Oddly, accountants said, one expense that marijuana retailers can easily take off their taxes is the marijuana itself.

The wording of the tax laws and their interpretation since states began to legalize medical marijuana has allowed businesses to deduct the expenses of wholesale marijuana or growing the plant, from the price of the seeds or baby plants to the water and growing lights needed to produce it. Only when retailers go to sell those buds, brownies or marijuana-infused drinks do the tax restrictions kick in.

Dispensary owners who once feared raids by drug enforcement agents say they take pride in paying taxes like any other business. They say it brings them out of the shadows and distinguishes them from the black market. Marijuana advocates trumpet tax-collection numbers to show that the industry is pouring millions of dollars into state budgets.

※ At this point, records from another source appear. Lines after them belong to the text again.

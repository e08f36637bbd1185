//! In-memory backend for testing
//!
//! Implements the `Backend` contract over JSON rows held in memory, with
//! PostgREST-like filter, order and embed semantics. Every call is counted
//! so tests can assert that rejected actions never reached the backend.

use std::cmp::Ordering;
use std::collections::HashMap;
use std::sync::atomic::{AtomicUsize, Ordering as AtomicOrdering};
use std::sync::Mutex;

use async_trait::async_trait;
use chrono::{DateTime, Utc};
use serde_json::{Map, Value};
use uuid::Uuid;

use SsaDashboard::backend::{AuthSession, AuthUser, Backend, Columns, Embed, Filter, SelectQuery, Session};
use SsaDashboard::utils::errors::{BackendError, BackendResult};

#[derive(Default)]
pub struct MemoryBackend {
    tables: Mutex<HashMap<String, Vec<Value>>>,
    users: Mutex<HashMap<String, AuthUser>>,
    codes: Mutex<HashMap<String, String>>,
    fail_with: Mutex<Option<String>>,
    reads: AtomicUsize,
    writes: AtomicUsize,
}

impl MemoryBackend {
    pub fn new() -> Self {
        Self::default()
    }

    /// Register a session token for a user
    pub fn add_session(&self, token: &str, user_id: Uuid) {
        self.users.lock().unwrap().insert(
            token.to_string(),
            AuthUser {
                id: user_id,
                email: Some(format!("{}@example.com", token)),
            },
        );
    }

    /// Make `code` exchangeable for `token`
    pub fn add_auth_code(&self, code: &str, token: &str) {
        self.codes
            .lock()
            .unwrap()
            .insert(code.to_string(), token.to_string());
    }

    /// Insert rows without counting a write
    pub fn seed(&self, table: &str, rows: Vec<Value>) {
        self.tables
            .lock()
            .unwrap()
            .entry(table.to_string())
            .or_default()
            .extend(rows);
    }

    pub fn rows(&self, table: &str) -> Vec<Value> {
        self.tables
            .lock()
            .unwrap()
            .get(table)
            .cloned()
            .unwrap_or_default()
    }

    /// Fail every subsequent write with this message
    pub fn fail_writes(&self, message: &str) {
        *self.fail_with.lock().unwrap() = Some(message.to_string());
    }

    pub fn write_count(&self) -> usize {
        self.writes.load(AtomicOrdering::SeqCst)
    }

    pub fn read_count(&self) -> usize {
        self.reads.load(AtomicOrdering::SeqCst)
    }

    fn check_write(&self) -> BackendResult<()> {
        self.writes.fetch_add(1, AtomicOrdering::SeqCst);
        match self.fail_with.lock().unwrap().clone() {
            Some(message) => Err(BackendError::Api {
                status: 400,
                message,
                code: None,
            }),
            None => Ok(()),
        }
    }
}

fn text(value: &Value) -> String {
    match value {
        Value::String(s) => s.clone(),
        Value::Null => "null".to_string(),
        other => other.to_string(),
    }
}

fn compare_text(left: &str, right: &str) -> Ordering {
    if let (Ok(a), Ok(b)) = (left.parse::<f64>(), right.parse::<f64>()) {
        return a.partial_cmp(&b).unwrap_or(Ordering::Equal);
    }
    if let (Ok(a), Ok(b)) = (
        DateTime::parse_from_rfc3339(left),
        DateTime::parse_from_rfc3339(right),
    ) {
        return a.cmp(&b);
    }
    left.to_lowercase().cmp(&right.to_lowercase())
}

fn compare_values(left: &Value, right: &Value) -> Ordering {
    match (left, right) {
        (Value::Null, Value::Null) => Ordering::Equal,
        (Value::Null, _) => Ordering::Greater,
        (_, Value::Null) => Ordering::Less,
        (Value::Bool(a), Value::Bool(b)) => a.cmp(b),
        (a, b) => compare_text(&text(a), &text(b)),
    }
}

fn matches(row: &Value, filters: &[Filter]) -> bool {
    filters.iter().all(|filter| {
        let field = row.get(filter.column()).cloned().unwrap_or(Value::Null);
        match filter {
            Filter::Eq { value, .. } => text(&field).eq_ignore_ascii_case(value),
            Filter::Gte { value, .. } => {
                !field.is_null() && compare_text(&text(&field), value) != Ordering::Less
            }
        }
    })
}

fn project(row: &Value, columns: &Columns) -> Value {
    match columns {
        Columns::All => row.clone(),
        Columns::Named(names) => {
            let mut object = Map::new();
            for name in names {
                object.insert(name.clone(), row.get(name).cloned().unwrap_or(Value::Null));
            }
            Value::Object(object)
        }
    }
}

#[async_trait]
impl Backend for MemoryBackend {
    async fn get_user(&self, session: &Session) -> BackendResult<AuthUser> {
        let token = session.token()?;
        self.users
            .lock()
            .unwrap()
            .get(token)
            .cloned()
            .ok_or_else(|| BackendError::Api {
                status: 401,
                message: "invalid JWT".to_string(),
                code: None,
            })
    }

    async fn select(&self, _session: &Session, query: &SelectQuery) -> BackendResult<Vec<Value>> {
        query.validate()?;
        self.reads.fetch_add(1, AtomicOrdering::SeqCst);

        let tables = self.tables.lock().unwrap();
        let mut rows: Vec<Value> = tables
            .get(&query.table)
            .map(|rows| rows.iter().filter(|row| matches(row, &query.filters)).cloned().collect())
            .unwrap_or_default();

        rows.sort_by(|a, b| {
            for order in &query.order {
                let left = a.get(&order.column).unwrap_or(&Value::Null);
                let right = b.get(&order.column).unwrap_or(&Value::Null);
                let ordering = if order.ascending {
                    compare_values(left, right)
                } else {
                    compare_values(right, left)
                };
                if ordering != Ordering::Equal {
                    return ordering;
                }
            }
            Ordering::Equal
        });

        if let Some(limit) = query.limit {
            rows.truncate(limit);
        }

        let mut output: Vec<Value> = rows.iter().map(|row| project(row, &query.columns)).collect();

        if query.embed == Some(Embed::ResourceTags) {
            let links = tables.get("resource_tags").cloned().unwrap_or_default();
            let tags = tables.get("tags").cloned().unwrap_or_default();
            for (row, source) in output.iter_mut().zip(rows.iter()) {
                let id = text(source.get("id").unwrap_or(&Value::Null));
                let mut embedded: Vec<Value> = links
                    .iter()
                    .filter(|link| text(link.get("resource_id").unwrap_or(&Value::Null)) == id)
                    .filter_map(|link| {
                        let tag_id = text(link.get("tag_id").unwrap_or(&Value::Null));
                        tags.iter()
                            .find(|tag| text(tag.get("id").unwrap_or(&Value::Null)) == tag_id)
                            .cloned()
                    })
                    .collect();
                embedded.sort_by(|a, b| {
                    compare_values(&a["display_order"], &b["display_order"])
                        .then_with(|| compare_values(&a["name"], &b["name"]))
                });
                if let Value::Object(object) = row {
                    object.insert("tags".to_string(), Value::Array(embedded));
                }
            }
        }

        Ok(output)
    }

    async fn insert(&self, _session: &Session, table: &str, rows: Vec<Value>) -> BackendResult<()> {
        SsaDashboard::backend::query::validate_table(table)?;
        self.check_write()?;

        let rows = rows
            .into_iter()
            .map(|mut row| {
                if table == "resources" {
                    if let Value::Object(object) = &mut row {
                        object
                            .entry("created_at")
                            .or_insert_with(|| Value::String(Utc::now().to_rfc3339()));
                    }
                }
                row
            })
            .collect::<Vec<_>>();
        self.tables
            .lock()
            .unwrap()
            .entry(table.to_string())
            .or_default()
            .extend(rows);
        Ok(())
    }

    async fn update(
        &self,
        _session: &Session,
        table: &str,
        values: Value,
        filters: &[Filter],
    ) -> BackendResult<()> {
        SsaDashboard::backend::query::validate_filters(table, filters)?;
        self.check_write()?;

        let Value::Object(changes) = values else {
            return Err(BackendError::InvalidQuery("update values must be an object".to_string()));
        };
        let mut tables = self.tables.lock().unwrap();
        for row in tables.entry(table.to_string()).or_default().iter_mut() {
            if matches(row, filters) {
                if let Value::Object(object) = row {
                    for (key, value) in &changes {
                        object.insert(key.clone(), value.clone());
                    }
                }
            }
        }
        Ok(())
    }

    async fn delete(&self, _session: &Session, table: &str, filters: &[Filter]) -> BackendResult<()> {
        SsaDashboard::backend::query::validate_filters(table, filters)?;
        self.check_write()?;

        let mut tables = self.tables.lock().unwrap();
        tables
            .entry(table.to_string())
            .or_default()
            .retain(|row| !matches(row, filters));
        Ok(())
    }

    async fn exchange_code_for_session(
        &self,
        code: &str,
        _code_verifier: Option<&str>,
    ) -> BackendResult<AuthSession> {
        match self.codes.lock().unwrap().get(code) {
            Some(token) => Ok(AuthSession {
                access_token: token.clone(),
                refresh_token: None,
                expires_in: Some(3600),
            }),
            None => Err(BackendError::Api {
                status: 400,
                message: "invalid flow state, no valid flow state found".to_string(),
                code: Some("flow_state_not_found".to_string()),
            }),
        }
    }

    async fn sign_out(&self, session: &Session) -> BackendResult<()> {
        session.token()?;
        Ok(())
    }

    fn name(&self) -> &'static str {
        "memory"
    }
}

“It is the last domino that has to fall for us to be treated like any other business in the country,” said Tim Cullen, a co-owner of five marijuana shops in Colorado. “We’re not a black-market cocaine dealer. We’re totally on board and on the level. We’d like to be treated as such.”

But every year, Cullen said, he attaches a cover letter to his tax returns explaining what kind of business he runs.

In Seattle, John Davis earned $53,369 in profits last year from his medical marijuana dispensary, the Northwest Patient Resource Center. Because he complied with all of the tax rules prohibiting deductions, he said, he ended up owing $46,340 in taxes.

“It hurt, and it hurt bad,” he said. “Everyone thinks you’re just rolling in dough. That may be the case if you’re not being compliant. You’re not making money. You’re holding on, hoping for a better day.”